Natural Gas, Solar & Wind Biggest Power Generation Additions

John Davis

eiaSome clean renewables and alternatives to petroleum have added the most power-generating capacity in the first half of this year. The U.S. Energy Information Administration says out of the 4,350 megawatts of new utility-scale generating capacity to come online in the first six months of 2014, natural gas plants made up more than half of the additions, with solar and wind making up more than 25 percent and about 16 percent respectively.

Natural Gas

Four plants accounted for the combined-cycle capacity additions — the new Riviera plant (1,212 MW) in Florida, expansions at the Lake Side Power Plant (629 MW) in Utah, and the Channel Energy Center (183 MW) and the Deer Park Energy Center (155 MW), both in Texas.

Significantly fewer combustion turbine plants were added (130 MW) compared to last year (3,120 MW), making the June 2014 year-to-date additions of natural gas plants overall about half the level of the same period last year.

Solar

Solar additions experienced strong year-on-year growth, with nearly 70% more additions in the first half of 2014 (1,150 MW) than in the same period last year (690 MW). About three-quarters of this solar capacity was located in California, with Arizona, Nevada, and Massachusetts making up most of the rest.

Wind

Wind additions (675 MW) were more than double the amount added in the same period last year (330 MW) and were concentrated in California, Nebraska, Michigan, and Minnesota.
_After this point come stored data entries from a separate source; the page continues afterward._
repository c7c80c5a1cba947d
//! Database error types for sophia-db.

use sophia_auth::AuthError;
use sophia_core::errors::CoreError;
use thiserror::Error;

/// Errors from database operations.
#[derive(Debug, Error)]
pub enum DatabaseError {
    /// A SQL query failed.
    #[error("Query failed: {0}")]
    Query(String),

    /// Schema migration failed.
    #[error("Migration failed: {0}")]
    Migration(String),

    /// Expected a result row but none was returned.
    #[error("No result returned")]
    NoResult,

    /// Invalid state encountered (e.g., bad data in DB).
    #[error("Invalid state: {0}")]
    InvalidState(String),

    /// Validation, ownership, uniqueness, or credential failure.
    #[error(transparent)]
    Core(#[from] CoreError),

    /// Password hashing or token minting failed.
    #[error(transparent)]
    Auth(#[from] AuthError),

    /// Underlying libSQL error.
    #[error("libSQL error: {0}")]
    LibSql(#[from] libsql::Error),

    /// Catch-all for unexpected errors.
    #[error(transparent)]
    Other(#[from] anyhow::Error),
}

impl DatabaseError {
    pub(crate) fn not_found(entity_type: &str, id: &str) -> Self {
        Self::Core(CoreError::not_found(entity_type, id))
    }

    pub(crate) fn validation(msg: impl Into<String>) -> Self {
        Self::Core(CoreError::Validation(msg.into()))
    }

    /// Whether this is an ownership-scoped lookup miss.
    #[must_use]
    pub const fn is_not_found(&self) -> bool {
        matches!(self, Self::Core(CoreError::NotFound { .. }))
    }
}
pub mod ai;
pub mod auth;
pub mod badge;
pub mod collection;
pub mod dispatch;
pub mod index;
pub mod profile;
pub mod search;
pub mod shared;
pub mod snippet;
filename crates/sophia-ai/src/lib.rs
//! # sophia-ai
//!
//! Client for the Google Gemini generative-language API.
//!
//! [`GeminiClient`] generates code from a prompt, explains code, suggests
//! tags, and produces embeddings. Callers depend on the [`TextGenerator`]
//! and [`Embedder`] traits so tests can substitute fakes.

mod error;
mod gemini;
mod http;
pub mod prompts;

pub use error::AiError;
pub use gemini::GeminiClient;

use async_trait::async_trait;
use sophia_core::enums::EmbeddingTask;

/// Text generation capabilities.
#[async_trait]
pub trait TextGenerator: Send + Sync {
    /// Generate code for a natural-language prompt. Returns raw code with
    /// any surrounding Markdown fence removed.
    async fn generate_code(&self, prompt: &str) -> Result<String, AiError>;

    /// Explain code line by line, as Markdown.
    async fn explain_code(&self, code: &str) -> Result<String, AiError>;

    /// Suggest up to five lowercase tags for code.
    async fn suggest_tags(&self, code: &str) -> Result<Vec<String>, AiError>;
}

/// Produces embedding vectors.
#[async_trait]
pub trait Embedder: Send + Sync {
    /// Name of the embedding model, stored next to each vector.
    fn model(&self) -> &str;

    async fn embed(&self, text: &str, task: EmbeddingTask) -> Result<Vec<f32>, AiError>;
}
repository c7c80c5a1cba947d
use chrono::{DateTime, Utc};
use serde::{Deserialize, Serialize};

/// A user-owned grouping of snippets. `parent_id = None` means top level.
#[derive(Debug, Clone, Serialize, Deserialize, PartialEq, Eq)]
pub struct Collection {
    pub id: String,
    pub user_id: String,
    pub name: String,
    pub parent_id: Option<String>,
    pub created_at: DateTime<Utc>,
    pub updated_at: DateTime<Utc>,
}

/// One node of a user's collection tree.
#[derive(Debug, Clone, Serialize, Deserialize, PartialEq, Eq)]
pub struct CollectionNode {
    pub collection: Collection,
    /// Snippets directly in this collection (not in descendants).
    pub snippet_count: u64,
    pub children: Vec<CollectionNode>,
}

impl CollectionNode {
    /// Snippets in this node and all of its descendants.
    #[must_use]
    pub fn total_snippets(&self) -> u64 {
        self.snippet_count
            + self
                .children
                .iter()
                .map(Self::total_snippets)
                .sum::<u64>()
    }
}
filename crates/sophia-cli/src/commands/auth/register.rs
use serde::Serialize;
use sophia_core::entities::User;

use crate::cli::GlobalFlags;
use crate::cli::subcommands::RegisterArgs;
use crate::commands::shared::input::read_password;
use crate::context::AppContext;
use crate::output::output;

#[derive(Serialize)]
struct RegisterResponse {
    user: User,
    next: String,
}

pub async fn handle(args: &RegisterArgs, ctx: &AppContext, flags: &GlobalFlags) -> anyhow::Result<()> {
    let password = read_password(args.password.as_deref(), "password")?;
    let confirm = match args.confirm.as_deref() {
        Some(confirm) => confirm.to_string(),
        None if args.password.is_some() => password.clone(),
        None => read_password(None, "repeat password")?,
    };

    let user = ctx
        .service
        .register_user(&args.username, &args.email, &password, &confirm)
        .await?;

    output(
        &RegisterResponse {
            next: format!("sophia auth login {}", user.username),
            user,
        },
        flags.format,
    )
}
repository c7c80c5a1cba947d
mod app_context;
mod config_warnings;

pub use app_context::AppContext;
pub use config_warnings::warn_unconfigured;
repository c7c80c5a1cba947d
//! Spinners for AI round-trips and a bar for bulk indexing.

use std::time::Duration;

use indicatif::{ProgressBar, ProgressDrawTarget, ProgressStyle};

use crate::ui;

const SPINNER_TEMPLATE: &str = "{spinner:.green} {msg} ({elapsed})";
const BAR_TEMPLATE: &str = "{bar:30.green/white} {pos}/{len} {wide_msg}";

/// A progress indicator that does nothing when progress output is disabled.
pub struct Progress(Option<ProgressBar>);

impl Progress {
    /// Spinner shown while waiting on one request.
    #[must_use]
    pub fn spinner(message: impl Into<String>) -> Self {
        Self::build(|| {
            let bar = ProgressBar::new_spinner();
            bar.set_style(
                ProgressStyle::with_template(SPINNER_TEMPLATE)
                    .unwrap_or_else(|_| ProgressStyle::default_spinner()),
            );
            bar.enable_steady_tick(Duration::from_millis(80));
            bar
        })
        .with_message(message)
    }

    /// Bar over `total` items.
    #[must_use]
    pub fn bar(total: usize, message: impl Into<String>) -> Self {
        Self::build(|| {
            let bar = ProgressBar::new(u64::try_from(total).unwrap_or(u64::MAX));
            bar.set_style(
                ProgressStyle::with_template(BAR_TEMPLATE)
                    .unwrap_or_else(|_| ProgressStyle::default_bar())
                    .progress_chars("=> "),
            );
            bar
        })
        .with_message(message)
    }

    fn build(make: impl FnOnce() -> ProgressBar) -> Self {
        if !ui::prefs().progress {
            return Self(None);
        }
        let bar = make();
        bar.set_draw_target(ProgressDrawTarget::stderr());
        Self(Some(bar))
    }

    fn with_message(self, message: impl Into<String>) -> Self {
        if let Some(bar) = &self.0 {
            bar.set_message(message.into());
        }
        self
    }

    /// Move the bar to `position` and show what was just processed.
    pub fn advance(&self, position: usize, message: impl Into<String>) {
        if let Some(bar) = &self.0 {
            bar.set_position(u64::try_from(position).unwrap_or(u64::MAX));
            bar.set_message(message.into());
        }
    }

    pub fn finish(&self, message: impl Into<String>) {
        if let Some(bar) = &self.0 {
            bar.finish_with_message(message.into());
        }
    }

    pub fn clear(&self) {
        if let Some(bar) = &self.0 {
            bar.finish_and_clear();
        }
    }
}
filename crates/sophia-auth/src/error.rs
use thiserror::Error;

#[derive(Debug, Error)]
pub enum AuthError {
    #[error("not logged in — run `sophia auth login`")]
    NotAuthenticated,

    #[error("session expired — run `sophia auth login`")]
    SessionExpired,

    #[error("malformed password hash: {0}")]
    MalformedHash(String),

    #[error("random number generation failed: {0}")]
    Random(String),

    #[error("token store error: {0}")]
    TokenStore(String),
}
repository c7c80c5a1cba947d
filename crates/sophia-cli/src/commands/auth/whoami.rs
use serde::Serialize;
use sophia_core::entities::User;

use crate::cli::GlobalFlags;
use crate::context::AppContext;
use crate::output::output;

#[derive(Serialize)]
struct WhoamiResponse {
    user: User,
    token_source: Option<&'static str>,
    gemini_configured: bool,
}

pub async fn handle(ctx: &AppContext, flags: &GlobalFlags) -> anyhow::Result<()> {
    let user = ctx.require_user().await?;
    output(
        &WhoamiResponse {
            user,
            token_source: sophia_auth::token_store::detect_token_source(),
            gemini_configured: ctx.has_gemini(),
        },
        flags.format,
    )
}
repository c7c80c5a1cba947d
use std::path::PathBuf;

use clap::{Args, Subcommand};

/// AI assistant commands.
#[derive(Clone, Debug, Subcommand)]
pub enum AiCommands {
    /// Generate code from a prompt.
    Generate(GenerateArgs),
    /// Explain code line by line.
    Explain(CodeSourceArgs),
    /// Suggest tags for code.
    Tags(CodeSourceArgs),
}

#[derive(Clone, Debug, Args)]
pub struct GenerateArgs {
    pub prompt: String,
    /// Save the generated code as a snippet.
    #[arg(long)]
    pub save: bool,
    /// Snippet title when saving; defaults to the prompt.
    #[arg(long, requires = "save")]
    pub title: Option<String>,
    #[arg(long, default_value = "python")]
    pub language: String,
    #[arg(long, requires = "save")]
    pub collection: Option<String>,
}

/// Where the code comes from: inline, a file, or a saved snippet.
#[derive(Clone, Debug, Args)]
#[group(required = true, multiple = false)]
pub struct CodeSourceArgs {
    #[arg(long)]
    pub code: Option<String>,
    #[arg(long)]
    pub code_file: Option<PathBuf>,
    #[arg(long)]
    pub snippet: Option<String>,
}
California’s 228 MW of capacity additions came from the Alta Wind X and Alta Wind XI projects of the Alta Wind Energy Center (currently the largest wind farm in the United States at 1,548 MW of total capacity), while Nebraska’s 207 MW came from the Prairie Breeze wind farm. In Michigan, 61 MW of the Echo Wind Park plant came online as well as the 75-MW Pheasant Run II plant. In Minnesota, the 50-MW Lakeswind plant came online.